Rosemary Apple Turnovers with Honey
1 recipe single pie crust, chilled* or 1 sheet puff pastry, thawed
1 large apple, about 8-10 ounces, peeled, cored and cut into 1/4-inch dice
2 tablespoons honey
1/4 teaspoon pure vanilla extract
1/8 teaspoon minced fresh rosemary
1/8 teaspoon freshly grated nutmeg
1 tablespoon all-purpose flour
1 egg, lightly beaten
Preheat oven to 375° F.
In a bowl, combine the apple, honey, vanilla, rosemary, nutmeg, flour, and salt. Set aside.
On a lightly floured surface, roll out the pie crust out to a 17- x 9-inch rectangle. (If using puff pastry, unfold the sheet.) Trim to a 16- x 8-inch rectangle. Cut the sheet into eight 4- x 4-inch pieces.

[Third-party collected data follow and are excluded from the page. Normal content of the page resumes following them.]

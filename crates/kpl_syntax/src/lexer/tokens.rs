//! Token types for the KPL lexer.
//!
//! Vocabulary tokens carry **registry-backed IDs**:
//! - `Keyword(KeywordId)` for reserved words
//! - `Operator(OperatorId)` for builtin operators
//! - `Punctuation(PunctuationId)` for delimiters and separators
//!
//! ## Notes
//! - Literal payloads are already decoded (escapes processed, numbers parsed). The raw text is kept in
//!   [`Token::lexeme`].
//! - Comments are real tokens. The parser consumes a stream filtered by [`strip_comments`].

use crate::ast::Span;
use kpl_core::lang::keywords::KeywordId;
use kpl_core::lang::operators::OperatorId;
use kpl_core::lang::punctuation::PunctuationId;

// ============================================================================
// TOKEN TYPES
// ============================================================================

/// Kind of token produced by the lexer.
#[derive(Debug, Clone, PartialEq)]
pub enum TokenKind {
    // ========== Keyword / operator / punctuation (ID-based) ==========
    Keyword(KeywordId),
    Operator(OperatorId),
    Punctuation(PunctuationId),
    /// Run of operator characters that is not a builtin operator (e.g. `<+>`).
    CustomOperator(String),

    // ========== Identifiers and Literals ==========
    Ident(String),
    Int(i64),
    Double(f64),
    Char(char),
    String(String),

    // ========== Trivia ==========
    /// `-- ...` or `/* ... */`, raw text including the markers.
    Comment(String),

    Eof,
}

/// A token with its kind, raw source text and span.
#[derive(Debug, Clone, PartialEq)]
pub struct Token {
    pub kind: TokenKind,
    pub lexeme: String,
    pub span: Span,
}

impl Token {
    pub fn new(kind: TokenKind, lexeme: impl Into<String>, span: Span) -> Self {
        Self {
            kind,
            lexeme: lexeme.into(),
            span,
        }
    }

    /// 1-based line of the first character.
    pub fn line(&self) -> usize {
        self.span.line
    }

    /// 1-based column of the first character.
    pub fn column(&self) -> usize {
        self.span.column
    }
}

/// Drop comment tokens, keeping everything else in order.
pub fn strip_comments(tokens: Vec<Token>) -> Vec<Token> {
    tokens
        .into_iter()
        .filter(|t| !matches!(t.kind, TokenKind::Comment(_)))
        .collect()
}
//! Define the reserved word vocabulary for KPL.
//!
//! This module is the single source of truth for KPL reserved words: a stable identifier ([`KeywordId`]) plus a
//! const metadata table ([`KEYWORDS`]) recording canonical spellings and categories.
//!
//! ## Notes
//! - KPL is **case-sensitive**: [`from_str`] only accepts the exact canonical spelling. [`lookup`] takes an
//!   explicit [`CaseRule`] for tooling that wants lenient matching.
//! - Most block constructs close with a dedicated `end*` keyword (`if` ... `endIf`). [`closing_keyword`] maps an
//!   opener to its terminator.
//!
//! ## Examples
//! ```rust
//! use kpl_core::lang::keywords::{self, KeywordId};
//!
//! assert_eq!(keywords::from_str("endHeader"), Some(KeywordId::EndHeader));
//! assert_eq!(keywords::as_str(KeywordId::ElseIf), "elseIf");
//! assert_eq!(keywords::from_str("EndHeader"), None);
//! ```

use super::registry::{CaseRule, Stability};

/// Stable identifier for every reserved word.
#[derive(Debug, Clone, Copy, PartialEq, Eq, Hash)]
pub enum KeywordId {
    Alloc,
    AnyType,
    Array,
    ArraySize,
    AsInteger,
    AsPtrTo,
    Behavior,
    Bool,
    Break,
    By,
    Case,
    Catch,
    Char,
    Class,
    Code,
    Const,
    Continue,
    Debug,
    Default,
    Do,
    Double,
    Else,
    ElseIf,
    EndBehavior,
    EndClass,
    EndCode,
    EndFor,
    EndFunction,
    EndHeader,
    EndIf,
    EndInterface,
    EndMethod,
    EndRecord,
    EndSwitch,
    EndTry,
    EndWhile,
    Enum,
    Errors,
    Extends,
    External,
    False,
    Fields,
    For,
    Free,
    Function,
    Functions,
    Header,
    If,
    Implements,
    Infix,
    Int,
    Interface,
    IsInstanceOf,
    IsKindOf,
    Messages,
    Method,
    Methods,
    New,
    Null,
    Of,
    Prefix,
    Ptr,
    Record,
    Renaming,
    Return,
    Returns,
    SelfKw,
    SizeOf,
    Super,
    Superclass,
    Switch,
    Throw,
    To,
    True,
    Try,
    Type,
    TypeOfNull,
    Until,
    Uses,
    Var,
    Void,
    While,
}

/// High-level grouping for documentation and tooling.
///
/// Categories are metadata only; they do not enforce parsing context.
#[derive(Debug, Clone, Copy, PartialEq, Eq, Hash)]
pub enum KeywordCategory {
    /// `header`/`code` file framing and `uses` clauses.
    FileStructure,
    /// Declaration sections and their members.
    Declaration,
    /// Statements and their block terminators.
    ControlFlow,
    /// Builtin types and type constructors.
    Type,
    /// Literal-like words (`true`, `null`, `self`).
    Literal,
    /// Expression-only operators spelled as words (`sizeOf`, `asInteger`).
    Expression,
}

/// Metadata for a keyword.
#[derive(Debug, Clone, Copy)]
pub struct KeywordInfo {
    pub id: KeywordId,
    pub canonical: &'static str,
    pub category: KeywordCategory,
    pub stability: Stability,
}

/// Registry of all reserved words, in alphabetical order.
pub const KEYWORDS: &[KeywordInfo] = &[
    info(KeywordId::Alloc, "alloc", KeywordCategory::Expression),
    info(KeywordId::AnyType, "anyType", KeywordCategory::Type),
    info(KeywordId::Array, "array", KeywordCategory::Type),
    info(KeywordId::ArraySize, "arraySize", KeywordCategory::Expression),
    info(KeywordId::AsInteger, "asInteger", KeywordCategory::Expression),
    info(KeywordId::AsPtrTo, "asPtrTo", KeywordCategory::Expression),
    info(KeywordId::Behavior, "behavior", KeywordCategory::Declaration),
    info(KeywordId::Bool, "bool", KeywordCategory::Type),
    info(KeywordId::Break, "break", KeywordCategory::ControlFlow),
    info(KeywordId::By, "by", KeywordCategory::ControlFlow),
    info(KeywordId::Case, "case", KeywordCategory::ControlFlow),
    info(KeywordId::Catch, "catch", KeywordCategory::ControlFlow),
    info(KeywordId::Char, "char", KeywordCategory::Type),
    info(KeywordId::Class, "class", KeywordCategory::Declaration),
    info(KeywordId::Code, "code", KeywordCategory::FileStructure),
    info(KeywordId::Const, "const", KeywordCategory::Declaration),
    info(KeywordId::Continue, "continue", KeywordCategory::ControlFlow),
    info(KeywordId::Debug, "debug", KeywordCategory::ControlFlow),
    info(KeywordId::Default, "default", KeywordCategory::ControlFlow),
    info(KeywordId::Do, "do", KeywordCategory::ControlFlow),
    info(KeywordId::Double, "double", KeywordCategory::Type),
    info(KeywordId::Else, "else", KeywordCategory::ControlFlow),
    info(KeywordId::ElseIf, "elseIf", KeywordCategory::ControlFlow),
    info(KeywordId::EndBehavior, "endBehavior", KeywordCategory::Declaration),
    info(KeywordId::EndClass, "endClass", KeywordCategory::Declaration),
    info(KeywordId::EndCode, "endCode", KeywordCategory::FileStructure),
    info(KeywordId::EndFor, "endFor", KeywordCategory::ControlFlow),
    info(KeywordId::EndFunction, "endFunction", KeywordCategory::Declaration),
    info(KeywordId::EndHeader, "endHeader", KeywordCategory::FileStructure),
    info(KeywordId::EndIf, "endIf", KeywordCategory::ControlFlow),
    info(KeywordId::EndInterface, "endInterface", KeywordCategory::Declaration),
    info(KeywordId::EndMethod, "endMethod", KeywordCategory::Declaration),
    info(KeywordId::EndRecord, "endRecord", KeywordCategory::Type),
    info(KeywordId::EndSwitch, "endSwitch", KeywordCategory::ControlFlow),
    info(KeywordId::EndTry, "endTry", KeywordCategory::ControlFlow),
    info(KeywordId::EndWhile, "endWhile", KeywordCategory::ControlFlow),
    info(KeywordId::Enum, "enum", KeywordCategory::Declaration),
    info(KeywordId::Errors, "errors", KeywordCategory::Declaration),
    info(KeywordId::Extends, "extends", KeywordCategory::Declaration),
    info(KeywordId::External, "external", KeywordCategory::Declaration),
    info(KeywordId::False, "false", KeywordCategory::Literal),
    info(KeywordId::Fields, "fields", KeywordCategory::Declaration),
    info(KeywordId::For, "for", KeywordCategory::ControlFlow),
    info(KeywordId::Free, "free", KeywordCategory::ControlFlow),
    info(KeywordId::Function, "function", KeywordCategory::Declaration),
    info(KeywordId::Functions, "functions", KeywordCategory::Declaration),
    info(KeywordId::Header, "header", KeywordCategory::FileStructure),
    info(KeywordId::If, "if", KeywordCategory::ControlFlow),
    info(KeywordId::Implements, "implements", KeywordCategory::Declaration),
    info(KeywordId::Infix, "infix", KeywordCategory::Declaration),
    info(KeywordId::Int, "int", KeywordCategory::Type),
    info(KeywordId::Interface, "interface", KeywordCategory::Declaration),
    info(KeywordId::IsInstanceOf, "isInstanceOf", KeywordCategory::Expression),
    info(KeywordId::IsKindOf, "isKindOf", KeywordCategory::Expression),
    info(KeywordId::Messages, "messages", KeywordCategory::Declaration),
    info(KeywordId::Method, "method", KeywordCategory::Declaration),
    info(KeywordId::Methods, "methods", KeywordCategory::Declaration),
    info(KeywordId::New, "new", KeywordCategory::Expression),
    info(KeywordId::Null, "null", KeywordCategory::Literal),
    info(KeywordId::Of, "of", KeywordCategory::Type),
    info(KeywordId::Prefix, "prefix", KeywordCategory::Declaration),
    info(KeywordId::Ptr, "ptr", KeywordCategory::Type),
    info(KeywordId::Record, "record", KeywordCategory::Type),
    info(KeywordId::Renaming, "renaming", KeywordCategory::FileStructure),
    info(KeywordId::Return, "return", KeywordCategory::ControlFlow),
    info(KeywordId::Returns, "returns", KeywordCategory::Declaration),
    info(KeywordId::SelfKw, "self", KeywordCategory::Literal),
    info(KeywordId::SizeOf, "sizeOf", KeywordCategory::Expression),
    info(KeywordId::Super, "super", KeywordCategory::Literal),
    info(KeywordId::Superclass, "superclass", KeywordCategory::Declaration),
    info(KeywordId::Switch, "switch", KeywordCategory::ControlFlow),
    info(KeywordId::Throw, "throw", KeywordCategory::ControlFlow),
    info(KeywordId::To, "to", KeywordCategory::ControlFlow),
    info(KeywordId::True, "true", KeywordCategory::Literal),
    info(KeywordId::Try, "try", KeywordCategory::ControlFlow),
    info(KeywordId::Type, "type", KeywordCategory::Declaration),
    info(KeywordId::TypeOfNull, "typeOfNull", KeywordCategory::Type),
    info(KeywordId::Until, "until", KeywordCategory::ControlFlow),
    info(KeywordId::Uses, "uses", KeywordCategory::FileStructure),
    info(KeywordId::Var, "var", KeywordCategory::Declaration),
    info(KeywordId::Void, "void", KeywordCategory::Type),
    info(KeywordId::While, "while", KeywordCategory::ControlFlow),
];

/// Canonical spelling.
///
/// ## Parameters
/// - `id`: Keyword identifier.
pub fn as_str(id: KeywordId) -> &'static str {
    info_for(id).canonical
}

/// Category for `id`.
pub fn category(id: KeywordId) -> KeywordCategory {
    info_for(id).category
}

/// Full metadata record for `id`.
pub fn info_for(id: KeywordId) -> &'static KeywordInfo {
    KEYWORDS
        .iter()
        .find(|k| k.id == id)
        .expect("INVARIANT: every KeywordId has a KEYWORDS entry")
}

/// Resolve an exact spelling to a keyword id.
///
/// ## Returns
/// - `Some(id)` if `s` is a reserved word, `None` otherwise.
pub fn from_str(s: &str) -> Option<KeywordId> {
    lookup(s, CaseRule::Sensitive)
}

/// Resolve a spelling under an explicit case rule.
pub fn lookup(s: &str, rule: CaseRule) -> Option<KeywordId> {
    KEYWORDS.iter().find(|k| rule.matches(s, k.canonical)).map(|k| k.id)
}

/// Return the keyword that closes a block opened by `id`, if any.
///
/// ## Examples
/// ```rust
/// use kpl_core::lang::keywords::{closing_keyword, KeywordId};
///
/// assert_eq!(closing_keyword(KeywordId::While), Some(KeywordId::EndWhile));
/// assert_eq!(closing_keyword(KeywordId::Do), Some(KeywordId::Until));
/// assert_eq!(closing_keyword(KeywordId::Return), None);
/// ```
pub fn closing_keyword(id: KeywordId) -> Option<KeywordId> {
    use KeywordId::*;
    let end = match id {
        Header => EndHeader,
        Code => EndCode,
        Interface => EndInterface,
        Class => EndClass,
        Behavior => EndBehavior,
        Function => EndFunction,
        Method => EndMethod,
        Record => EndRecord,
        If => EndIf,
        While => EndWhile,
        For => EndFor,
        Switch => EndSwitch,
        Try => EndTry,
        Do => Until,
        _ => return None,
    };
    Some(end)
}

// --- helpers -----------------------------------------------------------------

const fn info(id: KeywordId, canonical: &'static str, category: KeywordCategory) -> KeywordInfo {
    KeywordInfo {
        id,
        canonical,
        category,
        stability: Stability::Stable,
    }
}

#[cfg(test)]
mod tests {
    use super::*;

    #[test]
    fn test_lookup_respects_case_rule() {
        assert_eq!(lookup("ENDIF", CaseRule::Insensitive), Some(KeywordId::EndIf));
        assert_eq!(lookup("ENDIF", CaseRule::Sensitive), None);
    }

    #[test]
    fn test_self_keyword_spelling() {
        assert_eq!(from_str("self"), Some(KeywordId::SelfKw));
        assert_eq!(category(KeywordId::SelfKw), KeywordCategory::Literal);
    }

    #[test]
    fn test_every_closing_keyword_is_reserved() {
        for info in KEYWORDS {
            if let Some(end) = closing_keyword(info.id) {
                assert!(from_str(as_str(end)).is_some());
            }
        }
    }
}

Place a generous spoonful of the apple mixture in the center of each square, leaving at least 3/4-inches around all sides. Using a finger or a pastry brush, gently apply a coat of the beaten egg to the exposed border of the pastry.
Fold each piece to form a triangle. Seal the edges with the tines of a fork, or pinch with two fingers. Brush the tops of the turnovers with more of the egg wash. Slice a few small slits in the top of the turnovers to allow steam to escape.
Place the turnovers on a lined baking sheet and bake for 25-30 minutes, until the tops are golden brown.
* A note about pie crusts using lard:
We have a lot of coverage of pie crusts on The Kitchn, though we have not yet written about pie crusts using lard. My go-to recipe is Melissa Clark's (see Heaven in a Pie Pan: The Perfect Crust).
If you live in New York, you can find leaf lard at the Flying Pigs Farm stand at Union Square and Grand Army greenmarkets. You can also order it online from Flying Pigs. Leaf lard in the mail, fun!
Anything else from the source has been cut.